Alors informaticien, Edward Snowden décide de tout quitter un beau matin pour révéler le scandale de la surveillance de masse opérée par l'Agence de Sécurité Nationale des États-Unis (NSA). Après s’être emparé de documents classés top secret, il se réfugie à Hong Kong. Rappelons qu'espionner un étranger déclaré suspect est légal aux Etats-Unis suite au PATRIOT act, loi votée au congrès américain en 2001 pour se prémunir de toute menace terroriste, mais qu'espionner ses propres citoyens est en revanche complètement illégal. Laura Poitras a pris le parti d’axer le documentaire sur l’espionnage mené contre les citoyens américains, sans autorisation préalable. Le film est donc une critique radicale des agissements de son gouvernement américain, autant qu'une mise en avant de l'ambiguité du statut traître/héros d’Edward Snowden, personnage qui a agi contre le gouvernement mais en faveur des citoyens.

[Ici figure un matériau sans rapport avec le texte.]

//! View renderers and shared display state.
//!
//! Each view turns the dataset plus animation phase into a [`Scene`] of
//! depth-sorted primitives; backends only have to rasterize. The three
//! projections share settings, palette, and the [`ViewRenderer`] seam so the
//! composite view can drive them interchangeably.

pub mod isometric;
pub mod longitudinal;
pub mod radial;

pub use isometric::IsometricView;
pub use longitudinal::LongitudinalView;
pub use radial::RadialView;

use crate::interaction::SelectionState;
use crate::materials::material_by_id;
use crate::model::{ShaftSegment, SimulationData};
use crate::projection::CameraState;
use crate::scene::{Rgba, Scene};

// ---------------------------------------------------------------------------
// Palette (shared slate/cyan scheme; view-local tints stay in their modules)
// ---------------------------------------------------------------------------

pub(crate) const ACCENT: Rgba = Rgba::new(0x22, 0xd3, 0xee);
pub(crate) const HOUSING: Rgba = Rgba::new(0xfb, 0xbf, 0x24);
pub(crate) const ALERT: Rgba = Rgba::new(0xef, 0x44, 0x44);
pub(crate) const LABEL_GOLD: Rgba = Rgba::new(0xfc, 0xd3, 0x4d);
pub(crate) const SHAFT_DOT: Rgba = Rgba::new(0x06, 0xb6, 0xd4);
pub(crate) const GRID: Rgba = Rgba::new(0x47, 0x55, 0x69);
pub(crate) const CENTERLINE: Rgba = Rgba::new(0x33, 0x41, 0x55);
pub(crate) const CROSSHAIR: Rgba = Rgba::new(0x1e, 0x29, 0x3b);
pub(crate) const MUTED: Rgba = Rgba::new(0x64, 0x74, 0x8b);
pub(crate) const CONNECTOR: Rgba = Rgba::new(0x94, 0xa3, 0xb8);
pub(crate) const WHITE: Rgba = Rgba::new(0xff, 0xff, 0xff);

// ---------------------------------------------------------------------------
// Display settings
// ---------------------------------------------------------------------------

#[derive(Debug, Clone, Copy, PartialEq, Eq)]
pub enum ViewMode {
    Isometric,
    Radial,
    Longitudinal,
    All,
}

impl ViewMode {
    pub fn as_str(self) -> &'static str {
        match self {
            Self::Isometric => "isometric",
            Self::Radial => "radial",
            Self::Longitudinal => "longitudinal",
            Self::All => "all",
        }
    }

    pub fn from_name(name: &str) -> Option<Self> {
        match name {
            "isometric" | "iso" => Some(Self::Isometric),
            "radial" => Some(Self::Radial),
            "longitudinal" | "long" => Some(Self::Longitudinal),
            "all" => Some(Self::All),
            _ => None,
        }
    }

    pub fn cycle(self) -> Self {
        match self {
            Self::Isometric => Self::Radial,
            Self::Radial => Self::Longitudinal,
            Self::Longitudinal => Self::All,
            Self::All => Self::Isometric,
        }
    }
}

/// Line or shaded-disk drawing for the radial view; the other views ignore
/// it.
#[derive(Debug, Clone, Copy, PartialEq, Eq)]
pub enum RenderMode {
    Line,
    Solid,
}

impl RenderMode {
    pub fn as_str(self) -> &'static str {
        match self {
            Self::Line => "line",
            Self::Solid => "solid",
        }
    }

    pub fn toggle(self) -> Self {
        match self {
            Self::Line => Self::Solid,
            Self::Solid => Self::Line,
        }
    }
}

pub const AMPLITUDE_MIN: f64 = 0.1;
pub const AMPLITUDE_MAX: f64 = 1.0;
pub const AMPLITUDE_STEP: f64 = 0.05;
pub const DAMPING_STEP: f64 = 0.05;

/// Everything the user can tune at runtime, minus the camera.
#[derive(Debug, Clone, Copy, PartialEq)]
pub struct ViewSettings {
    pub amplitude_scale: f64,
    pub damping: f64,
    pub active_mode: usize,
    pub view: ViewMode,
    pub render_mode: RenderMode,
    pub show_trace: bool,
    pub editing: bool,
    pub operating_rpm: f64,
}

impl Default for ViewSettings {
    fn default() -> Self {
        Self {
            amplitude_scale: 1.0,
            damping: 0.05,
            active_mode: 0,
            view: ViewMode::Isometric,
            render_mode: RenderMode::Line,
            show_trace: false,
            editing: false,
            operating_rpm: 3600.0,
        }
    }
}

impl ViewSettings {
    pub fn bump_amplitude(&mut self, up: bool) {
        let step = if up { AMPLITUDE_STEP } else { -AMPLITUDE_STEP };
        self.amplitude_scale = (self.amplitude_scale + step).clamp(AMPLITUDE_MIN, AMPLITUDE_MAX);
    }

    pub fn bump_damping(&mut self, up: bool) {
        let step = if up { DAMPING_STEP } else { -DAMPING_STEP };
        self.damping = (self.damping + step).clamp(0.0, 1.0);
    }

    /// Step to the next or previous mode shape, wrapping at the ends.
    pub fn cycle_mode(&mut self, mode_count: usize, forward: bool) {
        if mode_count == 0 {
            return;
        }
        self.active_mode = if forward {
            (self.active_mode + 1) % mode_count
        } else {
            (self.active_mode + mode_count - 1) % mode_count
        };
    }
}

/// Damping attenuates deflection but keeps 20% residual motion so fully
/// damped modes still read as alive on screen.
pub fn damping_modifier(damping: f64) -> f64 {
    1.0 - damping * 0.8
}

/// Display color for a segment: explicit override first, then material.
pub fn segment_color(segment: &ShaftSegment) -> Rgba {
    match &segment.color {
        Some(hex) => Rgba::from_hex(hex),
        None => Rgba::from_hex(material_by_id(&segment.material_id).color),
    }
}

// ---------------------------------------------------------------------------
// Renderer seam
// ---------------------------------------------------------------------------

/// Per-frame inputs common to all views.
#[derive(Debug, Clone, Copy)]
pub struct RenderInput<'a> {
    pub data: &'a SimulationData,
    pub camera: &'a CameraState,
    pub settings: &'a ViewSettings,
    pub phase: f64,
    pub playing: bool,
    pub selection: &'a SelectionState,
    /// Health is at Danger; views tint their frame as an alarm.
    pub danger: bool,
}

pub trait ViewRenderer {
    fn label(&self) -> &'static str;

    /// Native coordinate space the scene is produced in.
    fn viewport(&self) -> (f64, f64);

    fn render(&mut self, input: &RenderInput<'_>) -> Scene;

    /// Hit test: the segment under a viewport-space point, if any.
    fn segment_at(&self, _point: (f64, f64), _input: &RenderInput<'_>) -> Option<usize> {
        None
    }
}

/// Red alarm border drawn at the very front of a scene.
pub(crate) fn push_danger_frame(scene: &mut Scene) {
    let (w, h) = (scene.width, scene.height);
    let frame = vec![
        (4.0, 4.0),
        (w - 4.0, 4.0),
        (w - 4.0, h - 4.0),
        (4.0, h - 4.0),
        (4.0, 4.0),
    ];
    scene.push(
        crate::scene::Primitive::polyline(frame, ALERT.faded(0.8))
            .at_depth(-10.0)
            .with_width(2.0),
    );
}

// ---------------------------------------------------------------------------
// Composite view
// ---------------------------------------------------------------------------

const COMPOSITE_W: f64 = 1200.0;
const COMPOSITE_H: f64 = 900.0;
const INSET_BG: Rgba = Rgba::new(0x0f, 0x17, 0x2a);

/// Isometric view full-frame with radial and longitudinal insets layered on
/// top. Depth biases keep each layer's internal ordering while forcing the
/// insets to paint over the main scene.
pub fn compose_all(
    iso: &mut IsometricView,
    radial: &mut RadialView,
    longitudinal: &mut LongitudinalView,
    input: &RenderInput<'_>,
) -> Scene {
    let mut scene = Scene::new(COMPOSITE_W, COMPOSITE_H);
    scene.absorb(iso.render(input), 1.0, (0.0, 0.0), 20_000.0);

    let radial_rect = inset_rect(radial.viewport(), 0.45, (12.0, 12.0));
    push_inset_frame(&mut scene, radial_rect, "RADIAL", 15_000.0);
    scene.absorb(radial.render(input), 0.45, (12.0, 12.0), 10_000.0);

    let long_rect = inset_rect(longitudinal.viewport(), 0.35, (698.0, 678.0));
    push_inset_frame(&mut scene, long_rect, "LONGITUDINAL", 7_000.0);
    scene.absorb(longitudinal.render(input), 0.35, (698.0, 678.0), 0.0);

    scene
}

fn inset_rect(viewport: (f64, f64), scale: f64, offset: (f64, f64)) -> (f64, f64, f64, f64) {
    (offset.0, offset.1, viewport.0 * scale, viewport.1 * scale)
}

fn push_inset_frame(scene: &mut Scene, rect: (f64, f64, f64, f64), title: &str, depth: f64) {
    use crate::scene::Primitive;
    let (x, y, w, h) = rect;
    let corners = vec![(x, y), (x + w, y), (x + w, y + h), (x, y + h), (x, y)];
    scene.push(
        Primitive::polygon(corners.clone(), INSET_BG.faded(0.85))
            .filled()
            .at_depth(depth + 2.0),
    );
    scene.push(Primitive::polyline(corners, CENTERLINE).at_depth(depth + 1.0));
    scene.push(Primitive::text(x + 6.0, y + 10.0, title, MUTED.faded(0.9)).at_depth(depth));
}

#[cfg(test)]
mod tests {
    use super::*;
    use crate::dataset::default_simulation;
    use crate::model::ShaftSegment;

    #[test]
    fn test_view_mode_cycle_covers_all() {
        let mut mode = ViewMode::Isometric;
        let mut seen = vec![mode];
        for _ in 0..3 {
            mode = mode.cycle();
            seen.push(mode);
        }
        assert_eq!(
            seen,
            vec![
                ViewMode::Isometric,
                ViewMode::Radial,
                ViewMode::Longitudinal,
                ViewMode::All
            ]
        );
        assert_eq!(mode.cycle(), ViewMode::Isometric);
    }

    #[test]
    fn test_view_mode_names_round_trip() {
        for mode in [
            ViewMode::Isometric,
            ViewMode::Radial,
            ViewMode::Longitudinal,
            ViewMode::All,
        ] {
            assert_eq!(ViewMode::from_name(mode.as_str()), Some(mode));
        }
        assert_eq!(ViewMode::from_name("sideways"), None);
    }

    #[test]
    fn test_amplitude_clamps_to_slider_range() {
        let mut settings = ViewSettings::default();
        settings.bump_amplitude(true);
        assert_eq!(settings.amplitude_scale, AMPLITUDE_MAX);
        for _ in 0..40 {
            settings.bump_amplitude(false);
        }
        assert!((settings.amplitude_scale - AMPLITUDE_MIN).abs() < 1e-12);
    }

    #[test]
    fn test_mode_cycling_wraps_both_ways() {
        let mut settings = ViewSettings::default();
        settings.cycle_mode(5, false);
        assert_eq!(settings.active_mode, 4);
        settings.cycle_mode(5, true);
        assert_eq!(settings.active_mode, 0);
        settings.cycle_mode(0, true);
        assert_eq!(settings.active_mode, 0);
    }

    #[test]
    fn test_damping_modifier_keeps_residual_motion() {
        assert!((damping_modifier(0.0) - 1.0).abs() < 1e-12);
        assert!((damping_modifier(1.0) - 0.2).abs() < 1e-12);
        assert!((damping_modifier(0.05) - 0.96).abs() < 1e-12);
    }

    #[test]
    fn test_segment_color_prefers_override() {
        let mut segment = ShaftSegment {
            index: 0,
            length: 0.01,
            outer_diameter: 0.5,
            material_id: "steel".to_string(),
            color: Some("#ff0000".to_string()),
            label: None,
        };
        assert_eq!(segment_color(&segment), Rgba::new(255, 0, 0));
        segment.color = None;
        assert_eq!(segment_color(&segment), Rgba::from_hex("#94a3b8"));
    }

    #[test]
    fn test_composite_layers_all_three_views() {
        let data = default_simulation();
        let camera = CameraState::default();
        let settings = ViewSettings::default();
        let selection = SelectionState::default();
        let input = RenderInput {
            data: &data,
            camera: &camera,
            settings: &settings,
            phase: 0.7,
            playing: true,
            selection: &selection,
            danger: false,
        };

        let mut iso = IsometricView::new();
        let mut radial = RadialView::new();
        let mut longitudinal = LongitudinalView::new();
        let iso_len = iso.render(&input).len();
        let radial_len = radial.render(&input).len();
        let long_len = longitudinal.render(&input).len();

        let scene = compose_all(&mut iso, &mut radial, &mut longitudinal, &input);
        assert_eq!(scene.width, 1200.0);
        assert_eq!(scene.height, 900.0);
        // Everything from the three views plus two inset frames.
        assert_eq!(scene.len(), iso_len + radial_len + long_len + 6);
    }
}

A la fois documentaire et film d'espionnage haletant
Citizenfour est un document d'exception au sens premier du terme, car il a été tourné en temps réel, à l'intérieur même du volcan avant qu'il n'entre en éruption, ce qui lui donne un caractère foncièrement précieux et palpitant. Pendant que les révélations sur la NSA pleuvaient à la télévision et dans la presse, et que personne n'avait connaissance ni de l'identité du fameux lanceur d'alerte, ni des tenants et des aboutissants de cette affaire délicate, Laura Poitras, elle, était au coeur de ces confidences fracassantes et en filmait les coulisses. Citizenfour est une collision entre les vrais enjeux du film documentaire et la passion du film de fiction, un objet incroyable. La puissance du récit, les personnages et les punchlines qui semblent avoir été écrits tant ils sont forts, la féroce intimité des scènes : tout confère à l'haletant film d'espionnage. Sauf qu'ici tout est vrai, il ne s'agit pas d'une reconstitution: Citizenfour est un morceau d'Histoire saisissant dont nous sommes les témoins privilégiés.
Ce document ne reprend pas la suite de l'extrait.